- _PROBLEM REQUIREMENTS_: Word for word, retype every entry in the listing.

- _SUPPLIED RECORDS_:

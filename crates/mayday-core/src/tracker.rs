//! Acknowledgement tracking for locally originated alerts
//!
//! Records which nodes have confirmed receipt of our emergency broadcasts and
//! ages entries out once they pass the acknowledgement timeout. ACKs are only
//! accepted for ids we actually issued: the current session's id or one of a
//! bounded history of recent past ids, so a restart never loses confirmations
//! that were already in flight.

use std::collections::{HashMap, VecDeque};
use std::time::Duration;

use crate::types::{EmergencyId, NodeId, TimeSource, Timestamp};

/// How many past emergency ids remain acceptable for late ACKs
pub const RECENT_ID_CAPACITY: usize = 4;

// ----------------------------------------------------------------------------
// Acknowledgement Entry
// ----------------------------------------------------------------------------

/// One delivery confirmation from one node for one emergency
#[derive(Debug, Clone, Copy, PartialEq, Eq)]
pub struct AckEntry {
    pub emergency_id: EmergencyId,
    pub sender: NodeId,
    pub received_at: Timestamp,
}

// ----------------------------------------------------------------------------
// Acknowledgement Tracker
// ----------------------------------------------------------------------------

/// Tracks acknowledgements keyed by `(emergency_id, sender)`; at most one
/// entry per sender per emergency, latest receipt wins
#[derive(Debug)]
pub struct AckTracker<T: TimeSource> {
    ack_timeout: Duration,
    entries: HashMap<(EmergencyId, NodeId), Timestamp>,
    /// Ids we issued, oldest first; ACKs for anything else are ignored
    known_ids: VecDeque<EmergencyId>,
    time_source: T,
}

impl<T: TimeSource> AckTracker<T> {
    /// Create a new tracker with the given staleness threshold
    pub fn new(ack_timeout: Duration, time_source: T) -> Self {
        Self {
            ack_timeout,
            entries: HashMap::new(),
            known_ids: VecDeque::new(),
            time_source,
        }
    }

    /// Register a freshly issued emergency id; evicts the oldest known id
    /// (and its entries) once the history is full
    pub fn register_session(&mut self, id: EmergencyId) {
        if self.known_ids.contains(&id) {
            return;
        }
        self.known_ids.push_back(id);
        while self.known_ids.len() > RECENT_ID_CAPACITY {
            if let Some(evicted) = self.known_ids.pop_front() {
                self.entries.retain(|(eid, _), _| *eid != evicted);
            }
        }
    }

    /// Whether ACKs for this id would be accepted
    pub fn is_known(&self, id: EmergencyId) -> bool {
        self.known_ids.contains(&id)
    }

    /// Record an ACK; returns false when the id is not one of ours
    pub fn record_ack(&mut self, id: EmergencyId, sender: NodeId) -> bool {
        if !self.is_known(id) {
            return false;
        }
        self.entries.insert((id, sender), self.time_source.now());
        true
    }

    /// Nodes with a non-stale confirmation for the given emergency, sorted
    pub fn confirmed_for(&self, id: EmergencyId) -> Vec<NodeId> {
        let now = self.time_source.now();
        let mut nodes: Vec<NodeId> = self
            .entries
            .iter()
            .filter(|((eid, _), received_at)| {
                *eid == id && now.duration_since(**received_at) <= self.ack_timeout
            })
            .map(|((_, sender), _)| *sender)
            .collect();
        nodes.sort();
        nodes
    }

    /// Drop entries older than the acknowledgement timeout; returns how many
    /// were evicted
    pub fn purge_stale(&mut self) -> usize {
        let now = self.time_source.now();
        let timeout = self.ack_timeout;
        let before = self.entries.len();
        self.entries
            .retain(|_, received_at| now.duration_since(*received_at) <= timeout);
        before - self.entries.len()
    }

    /// Number of tracked entries, stale ones included
    pub fn len(&self) -> usize {
        self.entries.len()
    }

    pub fn is_empty(&self) -> bool {
        self.entries.is_empty()
    }
}

// ----------------------------------------------------------------------------
// Tests
// ----------------------------------------------------------------------------

#[cfg(test)]
mod tests {
    use super::*;
    use crate::types::MockTimeSource;

    fn tracker(timeout_secs: u64) -> (AckTracker<MockTimeSource>, MockTimeSource) {
        let time = MockTimeSource::new();
        time.set_time(1_000_000);
        (
            AckTracker::new(Duration::from_secs(timeout_secs), time.clone()),
            time,
        )
    }

    #[test]
    fn test_duplicate_acks_yield_one_entry() {
        let (mut tracker, _time) = tracker(60);
        let id = EmergencyId::generate();
        let sender = NodeId::new(7);
        tracker.register_session(id);

        for _ in 0..5 {
            assert!(tracker.record_ack(id, sender));
        }
        assert_eq!(tracker.len(), 1);
        assert_eq!(tracker.confirmed_for(id), vec![sender]);
    }

    #[test]
    fn test_unknown_id_is_ignored() {
        let (mut tracker, _time) = tracker(60);
        let known = EmergencyId::generate();
        tracker.register_session(known);

        assert!(!tracker.record_ack(EmergencyId::generate(), NodeId::new(7)));
        assert!(tracker.is_empty());
    }

    #[test]
    fn test_stale_entries_are_excluded_then_purged() {
        let (mut tracker, time) = tracker(60);
        let id = EmergencyId::generate();
        tracker.register_session(id);
        tracker.record_ack(id, NodeId::new(1));

        // One millisecond past the timeout: excluded from the confirmed set
        // even though housekeeping has not run yet
        time.advance(60 * 1000 + 1);
        assert!(tracker.confirmed_for(id).is_empty());
        assert_eq!(tracker.len(), 1);

        assert_eq!(tracker.purge_stale(), 1);
        assert!(tracker.is_empty());
    }

    #[test]
    fn test_refresh_resets_staleness() {
        let (mut tracker, time) = tracker(60);
        let id = EmergencyId::generate();
        let sender = NodeId::new(1);
        tracker.register_session(id);
        tracker.record_ack(id, sender);

        time.advance(50 * 1000);
        tracker.record_ack(id, sender); // latest receipt wins
        time.advance(50 * 1000);

        assert_eq!(tracker.confirmed_for(id), vec![sender]);
        assert_eq!(tracker.purge_stale(), 0);
    }

    #[test]
    fn test_old_and_new_ids_are_never_confused() {
        let (mut tracker, _time) = tracker(60);
        let old = EmergencyId::generate();
        let new = EmergencyId::generate();
        tracker.register_session(old);
        tracker.register_session(new);

        // A late ACK for the previous session is still accepted, under its
        // own id only
        assert!(tracker.record_ack(old, NodeId::new(1)));
        assert!(tracker.record_ack(new, NodeId::new(2)));
        assert_eq!(tracker.confirmed_for(old), vec![NodeId::new(1)]);
        assert_eq!(tracker.confirmed_for(new), vec![NodeId::new(2)]);
    }

    #[test]
    fn test_id_history_is_bounded() {
        let (mut tracker, _time) = tracker(60);
        let first = EmergencyId::generate();
        tracker.register_session(first);
        tracker.record_ack(first, NodeId::new(1));

        for _ in 0..RECENT_ID_CAPACITY {
            tracker.register_session(EmergencyId::generate());
        }

        assert!(!tracker.is_known(first));
        assert!(!tracker.record_ack(first, NodeId::new(2)));
        // Entries for the evicted id went with it
        assert!(tracker.confirmed_for(first).is_empty());
    }
}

- _SOLUTION TO THE EXERCISE_:
filename crates/mayday-core/src/tracker.rs
//! Acknowledgement tracking for locally originated alerts
//!
//! Records which nodes have confirmed receipt of our emergency broadcasts and
//! ages entries out once they pass the acknowledgement timeout. ACKs are only
//! accepted for ids we actually issued: the current session's id or one of a
//! bounded history of recent past ids, so a restart never loses confirmations
//! that were already in flight.

use std::collections::{HashMap, VecDeque};
use std::time::Duration;

use crate::types::{EmergencyId, NodeId, TimeSource, Timestamp};

/// How many past emergency ids remain acceptable for late ACKs
pub const RECENT_ID_CAPACITY: usize = 4;

// ----------------------------------------------------------------------------
// Acknowledgement Entry
// ----------------------------------------------------------------------------

/// One delivery confirmation from one node for one emergency
#[derive(Debug, Clone, Copy, PartialEq, Eq)]
pub struct AckEntry {
    pub emergency_id: EmergencyId,
    pub sender: NodeId,
    pub received_at: Timestamp,
}

// ----------------------------------------------------------------------------
// Acknowledgement Tracker
// ----------------------------------------------------------------------------

/// Tracks acknowledgements keyed by `(emergency_id, sender)`; at most one
/// entry per sender per emergency, latest receipt wins
#[derive(Debug)]
pub struct AckTracker<T: TimeSource> {
    ack_timeout: Duration,
    entries: HashMap<(EmergencyId, NodeId), Timestamp>,
    /// Ids we issued, oldest first; ACKs for anything else are ignored
    known_ids: VecDeque<EmergencyId>,
    time_source: T,
}

impl<T: TimeSource> AckTracker<T> {
    /// Create a new tracker with the given staleness threshold
    pub fn new(ack_timeout: Duration, time_source: T) -> Self {
        Self {
            ack_timeout,
            entries: HashMap::new(),
            known_ids: VecDeque::new(),
            time_source,
        }
    }

    /// Register a freshly issued emergency id; evicts the oldest known id
    /// (and its entries) once the history is full
    pub fn register_session(&mut self, id: EmergencyId) {
        if self.known_ids.contains(&id) {
            return;
        }
        self.known_ids.push_back(id);
        while self.known_ids.len() > RECENT_ID_CAPACITY {
            if let Some(evicted) = self.known_ids.pop_front() {
                self.entries.retain(|(eid, _), _| *eid != evicted);
            }
        }
    }

    /// Whether ACKs for this id would be accepted
    pub fn is_known(&self, id: EmergencyId) -> bool {
        self.known_ids.contains(&id)
    }

    /// Record an ACK; returns false when the id is not one of ours
    pub fn record_ack(&mut self, id: EmergencyId, sender: NodeId) -> bool {
        if !self.is_known(id) {
            return false;
        }
        self.entries.insert((id, sender), self.time_source.now());
        true
    }

    /// Nodes with a non-stale confirmation for the given emergency, sorted
    pub fn confirmed_for(&self, id: EmergencyId) -> Vec<NodeId> {
        let now = self.time_source.now();
        let mut nodes: Vec<NodeId> = self
            .entries
            .iter()
            .filter(|((eid, _), received_at)| {
                *eid == id && now.duration_since(**received_at) <= self.ack_timeout
            })
            .map(|((_, sender), _)| *sender)
            .collect();
        nodes.sort();
        nodes
    }

    /// Drop entries older than the acknowledgement timeout; returns how many
    /// were evicted
    pub fn purge_stale(&mut self) -> usize {
        let now = self.time_source.now();
        let timeout = self.ack_timeout;
        let before = self.entries.len();
        self.entries
            .retain(|_, received_at| now.duration_since(*received_at) <= timeout);
        before - self.entries.len()
    }

    /// Number of tracked entries, stale ones included
    pub fn len(&self) -> usize {
        self.entries.len()
    }

    pub fn is_empty(&self) -> bool {
        self.entries.is_empty()
    }
}

// ----------------------------------------------------------------------------
// Tests
// ----------------------------------------------------------------------------

#[cfg(test)]
mod tests {
    use super::*;
    use crate::types::MockTimeSource;

    fn tracker(timeout_secs: u64) -> (AckTracker<MockTimeSource>, MockTimeSource) {
        let time = MockTimeSource::new();
        time.set_time(1_000_000);
        (
            AckTracker::new(Duration::from_secs(timeout_secs), time.clone()),
            time,
        )
    }

    #[test]
    fn test_duplicate_acks_yield_one_entry() {
        let (mut tracker, _time) = tracker(60);
        let id = EmergencyId::generate();
        let sender = NodeId::new(7);
        tracker.register_session(id);

        for _ in 0..5 {
            assert!(tracker.record_ack(id, sender));
        }
        assert_eq!(tracker.len(), 1);
        assert_eq!(tracker.confirmed_for(id), vec![sender]);
    }

    #[test]
    fn test_unknown_id_is_ignored() {
        let (mut tracker, _time) = tracker(60);
        let known = EmergencyId::generate();
        tracker.register_session(known);

        assert!(!tracker.record_ack(EmergencyId::generate(), NodeId::new(7)));
        assert!(tracker.is_empty());
    }

    #[test]
    fn test_stale_entries_are_excluded_then_purged() {
        let (mut tracker, time) = tracker(60);
        let id = EmergencyId::generate();
        tracker.register_session(id);
        tracker.record_ack(id, NodeId::new(1));

        // One millisecond past the timeout: excluded from the confirmed set
        // even though housekeeping has not run yet
        time.advance(60 * 1000 + 1);
        assert!(tracker.confirmed_for(id).is_empty());
        assert_eq!(tracker.len(), 1);

        assert_eq!(tracker.purge_stale(), 1);
        assert!(tracker.is_empty());
    }

    #[test]
    fn test_refresh_resets_staleness() {
        let (mut tracker, time) = tracker(60);
        let id = EmergencyId::generate();
        let sender = NodeId::new(1);
        tracker.register_session(id);
        tracker.record_ack(id, sender);

        time.advance(50 * 1000);
        tracker.record_ack(id, sender); // latest receipt wins
        time.advance(50 * 1000);

        assert_eq!(tracker.confirmed_for(id), vec![sender]);
        assert_eq!(tracker.purge_stale(), 0);
    }

    #[test]
    fn test_old_and_new_ids_are_never_confused() {
        let (mut tracker, _time) = tracker(60);
        let old = EmergencyId::generate();
        let new = EmergencyId::generate();
        tracker.register_session(old);
        tracker.register_session(new);

        // A late ACK for the previous session is still accepted, under its
        // own id only
        assert!(tracker.record_ack(old, NodeId::new(1)));
        assert!(tracker.record_ack(new, NodeId::new(2)));
        assert_eq!(tracker.confirmed_for(old), vec![NodeId::new(1)]);
        assert_eq!(tracker.confirmed_for(new), vec![NodeId::new(2)]);
    }

    #[test]
    fn test_id_history_is_bounded() {
        let (mut tracker, _time) = tracker(60);
        let first = EmergencyId::generate();
        tracker.register_session(first);
        tracker.record_ack(first, NodeId::new(1));

        for _ in 0..RECENT_ID_CAPACITY {
            tracker.register_session(EmergencyId::generate());
        }

        assert!(!tracker.is_known(first));
        assert!(!tracker.record_ack(first, NodeId::new(2)));
        // Entries for the evicted id went with it
        assert!(tracker.confirmed_for(first).is_empty());
    }
}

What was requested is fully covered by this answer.